◆ WORK TASK ◆
Restate verbatim the span of lines below between the line with "fn parse_metadata_headers(content: &str)" and the line with "fields.version = Some(value.trim().to_string());", including those two lines, and only that span.
┄┄┄┄┄┄
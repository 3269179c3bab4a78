use std::collections::{HashMap, HashSet};

/// Packages that benefit from conda's precompiled binary distribution.
const DEFAULT_PREFER_CONDA: &[&str] = &[
    "numpy",
    "scipy",
    "pandas",
    "matplotlib",
    "scikit-learn",
    "tensorflow",
    "pytorch",
    "opencv",
    "pillow",
    "numba",
    "jupyterlab",
    "jupyter",
    "ipython",
    "spyder",
];

/// Packages that should stay with pip.
const DEFAULT_PREFER_PIP: &[&str] = &[
    "flask",
    "django",
    "fastapi",
    "requests",
    "click",
    "rich",
    "pydantic",
    "sqlalchemy",
    "alembic",
    "celery",
];

/// Known pip → conda name differences.
const DEFAULT_CONDA_REMAP: &[(&str, &str)] = &[
    ("opencv-python", "opencv"),
    ("pillow", "pillow"),
    ("scikit-learn", "scikit-learn"),
    ("tensorflow", "tensorflow"),
    ("pytorch", "pytorch"),
    ("beautifulsoup4", "beautifulsoup4"),
    ("pyyaml", "pyyaml"),
    ("msgpack", "msgpack-python"),
    ("pyqt5", "pyqt"),
];

/// Static routing tables consumed by the source-affinity resolver.
///
/// Immutable configuration data, constructed once and injected so tests
/// can substitute their own contents. Keys are case-folded bare names.
#[derive(Debug, Clone)]
pub struct RoutingTables {
    prefer_conda: HashSet<String>,
    prefer_pip: HashSet<String>,
    conda_remap: HashMap<String, String>,
}

impl RoutingTables {
    pub fn new(
        prefer_conda: HashSet<String>,
        prefer_pip: HashSet<String>,
        conda_remap: HashMap<String, String>,
    ) -> Self {
        Self {
            prefer_conda,
            prefer_pip,
            conda_remap,
        }
    }

    pub fn empty() -> Self {
        Self {
            prefer_conda: HashSet::new(),
            prefer_pip: HashSet::new(),
            conda_remap: HashMap::new(),
        }
    }

    pub fn prefers_conda(&self, bare_name: &str) -> bool {
        self.prefer_conda.contains(bare_name)
    }

    pub fn prefers_pip(&self, bare_name: &str) -> bool {
        self.prefer_pip.contains(bare_name)
    }

    /// The conda channel's name for a pip package, defaulting to the bare
    /// name when no explicit remap entry exists.
    pub fn conda_name_for<'a>(&'a self, bare_name: &'a str) -> &'a str {
        self.conda_remap
            .get(bare_name)
            .map(String::as_str)
            .unwrap_or(bare_name)
    }

    /// Extends the preference sets and remap table, case-folding keys.
    pub fn extend(
        &mut self,
        prefer_conda: impl IntoIterator<Item = String>,
        prefer_pip: impl IntoIterator<Item = String>,
        conda_remap: impl IntoIterator<Item = (String, String)>,
    ) {
        self.prefer_conda
            .extend(prefer_conda.into_iter().map(|n| n.to_lowercase()));
        self.prefer_pip
            .extend(prefer_pip.into_iter().map(|n| n.to_lowercase()));
        self.conda_remap
            .extend(conda_remap.into_iter().map(|(k, v)| (k.to_lowercase(), v)));
    }
}

impl Default for RoutingTables {
    fn default() -> Self {
        Self {
            prefer_conda: DEFAULT_PREFER_CONDA.iter().map(|s| s.to_string()).collect(),
            prefer_pip: DEFAULT_PREFER_PIP.iter().map(|s| s.to_string()).collect(),
            conda_remap: DEFAULT_CONDA_REMAP
                .iter()
                .map(|(k, v)| (k.to_string(), v.to_string()))
                .collect(),
        }
    }
}
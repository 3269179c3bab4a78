pub mod analyze_sources;
pub mod detect_primary;

pub use analyze_sources::AnalyzeSourcesUseCase;
pub use detect_primary::DetectPrimaryUseCase;
//! Source routing: for a candidate package name, whether the conda
//! channel (precompiled binaries) or pip (source/pure-Python) is the
//! better install source.

pub mod domain;
pub mod services;
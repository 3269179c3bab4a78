use super::ReportMetadata;
use crate::primary_detection::domain::{ClassificationResult, EnvironmentKind};
use serde::Serialize;

/// DetectReport - Result of a primary-package detection run
///
/// `packages` holds only the primary subset; `total_installed` records how
/// many packages were evaluated, so consumers can show coverage.
#[derive(Debug, Clone, Serialize)]
pub struct DetectReport {
    pub metadata: ReportMetadata,
    pub environment: EnvironmentKind,
    pub total_installed: usize,
    pub packages: Vec<ClassificationResult>,
}

impl DetectReport {
    pub fn primary_count(&self) -> usize {
        self.packages.len()
    }
}
use pyprov::prelude::*;

/// Mock NativeToolProbe for testing
pub struct MockToolProbe {
    pub available: bool,
}

impl MockToolProbe {
    pub fn available() -> Self {
        Self { available: true }
    }

    pub fn unavailable() -> Self {
        Self { available: false }
    }
}

impl NativeToolProbe for MockToolProbe {
    fn is_available(&self) -> bool {
        self.available
    }
}
use super::ReportMetadata;
use crate::source_routing::domain::{AffinityAnalysis, HybridResolution, TargetFormat};
use serde::Serialize;

/// AnalyzeRequest - Input for a source-affinity analysis run
#[derive(Debug, Clone)]
pub struct AnalyzeRequest {
    /// Package names, possibly carrying version constraints
    pub packages: Vec<String>,
    /// When set, also resolve a hybrid environment for this target format
    pub resolve: Option<TargetFormat>,
}

impl AnalyzeRequest {
    pub fn new(packages: Vec<String>, resolve: Option<TargetFormat>) -> Self {
        Self { packages, resolve }
    }
}

/// AnalyzeReport - Result of a source-affinity analysis run
#[derive(Debug, Clone, Serialize)]
pub struct AnalyzeReport {
    pub metadata: ReportMetadata,
    pub conda_available: bool,
    pub analysis: AffinityAnalysis,
    #[serde(skip_serializing_if = "Option::is_none")]
    pub resolution: Option<HybridResolution>,
}
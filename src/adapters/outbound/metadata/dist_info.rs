use crate::ports::outbound::{
    DistributionMetadata, DistributionMetadataSource, InstalledPackageProvider,
};
use crate::primary_detection::domain::{PackageName, PackageOrigin, PackageRecord};
use crate::shared::Result;
use serde::Deserialize;
use std::env;
use std::fs;
use std::path::{Path, PathBuf};

/// Parsed `direct_url.json`, present for packages installed from a local
/// directory or VCS checkout.
#[derive(Debug, Default, Deserialize)]
struct DirectUrl {
    #[serde(default)]
    dir_info: DirInfo,
}

#[derive(Debug, Default, Deserialize)]
struct DirInfo {
    #[serde(default)]
    editable: bool,
}

/// Fields extracted from a dist-info METADATA file.
#[derive(Debug, Default)]
struct MetadataFields {
    name: Option<String>,
    version: Option<String>,
    requires: Vec<String>,
}

/// DistInfoInventory adapter reading installed-distribution metadata
/// directly from `*.dist-info` directories in site-packages.
///
/// Serves two ports: the fallback inventory listing, and the
/// requirement-metadata source the dependency graph is built from.
#[derive(Debug, Clone)]
pub struct DistInfoInventory {
    roots: Vec<PathBuf>,
}

impl DistInfoInventory {
    /// Discovers site-packages roots from the active environment's
    /// activation variables (`VIRTUAL_ENV`, `CONDA_PREFIX`).
    pub fn discover() -> Self {
        let mut roots = Vec::new();
        for var in ["VIRTUAL_ENV", "CONDA_PREFIX"] {
            if let Some(prefix) = env::var_os(var) {
                roots.extend(site_packages_under(Path::new(&prefix)));
            }
        }
        Self { roots }
    }

    /// Uses explicit site-packages roots; the constructor tests and
    /// embedders reach for.
    pub fn with_roots(roots: Vec<PathBuf>) -> Self {
        Self { roots }
    }

    fn scan(&self) -> Vec<(DistributionMetadata, bool)> {
        let mut distributions = Vec::new();
        for root in &self.roots {
            let entries = match fs::read_dir(root) {
                Ok(entries) => entries,
                Err(e) => {
                    eprintln!(
                        "Warning: cannot read site-packages at {}: {}",
                        root.display(),
                        e
                    );
                    continue;
                }
            };

            for entry in entries.flatten() {
                let path = entry.path();
                if !path.is_dir()
                    || !path
                        .file_name()
                        .and_then(|n| n.to_str())
                        .is_some_and(|n| n.ends_with(".dist-info"))
                {
                    continue;
                }
                match read_dist_info(&path) {
                    Some(dist) => distributions.push(dist),
                    None => {
                        eprintln!(
                            "Warning: skipping unreadable dist-info at {}",
                            path.display()
                        );
                    }
                }
            }
        }

        // read_dir order is platform-dependent; sort for stable output
        distributions.sort_by(|(a, _), (b, _)| a.name.cmp(&b.name));
        distributions
    }
}

impl InstalledPackageProvider for DistInfoInventory {
    fn list_installed(&self) -> Result<Vec<PackageRecord>> {
        Ok(self
            .scan()
            .into_iter()
            .filter_map(|(dist, editable)| {
                let name = PackageName::normalized(&dist.name).ok()?;
                Some(PackageRecord::new(
                    name,
                    dist.version,
                    PackageOrigin::Pip,
                    editable,
                ))
            })
            .collect())
    }
}

impl DistributionMetadataSource for DistInfoInventory {
    fn distributions(&self) -> Result<Vec<DistributionMetadata>> {
        Ok(self.scan().into_iter().map(|(dist, _)| dist).collect())
    }
}

/// Site-packages directories under an environment prefix, unix layout:
/// `<prefix>/lib/pythonX.Y/site-packages`.
fn site_packages_under(prefix: &Path) -> Vec<PathBuf> {
    let lib = prefix.join("lib");
    let entries = match fs::read_dir(&lib) {
        Ok(entries) => entries,
        Err(_) => return Vec::new(),
    };

    entries
        .flatten()
        .filter(|entry| {
            entry
                .file_name()
                .to_str()
                .is_some_and(|n| n.starts_with("python"))
        })
        .map(|entry| entry.path().join("site-packages"))
        .filter(|path| path.is_dir())
        .collect()
}

fn read_dist_info(dist_info: &Path) -> Option<(DistributionMetadata, bool)> {
    let content = fs::read_to_string(dist_info.join("METADATA")).ok()?;
    let fields = parse_metadata_headers(&content);
    let name = fields.name?;
    let version = fields.version.unwrap_or_default();
    let editable = read_editable_flag(dist_info);
    Some((
        DistributionMetadata::new(name, version, fields.requires),
        editable,
    ))
}

/// Parses the RFC 822-style header block of a METADATA file. Headers end
/// at the first blank line; the long-description body after it is ignored.
fn parse_metadata_headers(content: &str) -> MetadataFields {
    let mut fields = MetadataFields::default();
    for line in content.lines() {
        if line.trim().is_empty() {
            break;
        }
        if let Some(value) = line.strip_prefix("Name:") {
            fields.name = Some(value.trim().to_string());
        } else if let Some(value) = line.strip_prefix("Version:") {
            fields.version = Some(value.trim().to_string());
        } else if let Some(value) = line.strip_prefix("Requires-Dist:") {
            fields.requires.push(value.trim().to_string());
        }
    }
    fields
}

fn read_editable_flag(dist_info: &Path) -> bool {
    let path = dist_info.join("direct_url.json");
    let Ok(content) = fs::read_to_string(&path) else {
        return false;
    };
    serde_json::from_str::<DirectUrl>(&content)
        .map(|direct_url| direct_url.dir_info.editable)
        .unwrap_or(false)
}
┄┄┄┄┄┄
◆ REPLY ◆
fn parse_metadata_headers(content: &str) -> MetadataFields {
    let mut fields = MetadataFields::default();
    for line in content.lines() {
        if line.trim().is_empty() {
            break;
        }
        if let Some(value) = line.strip_prefix("Name:") {
            fields.name = Some(value.trim().to_string());
        } else if let Some(value) = line.strip_prefix("Version:") {
            fields.version = Some(value.trim().to_string());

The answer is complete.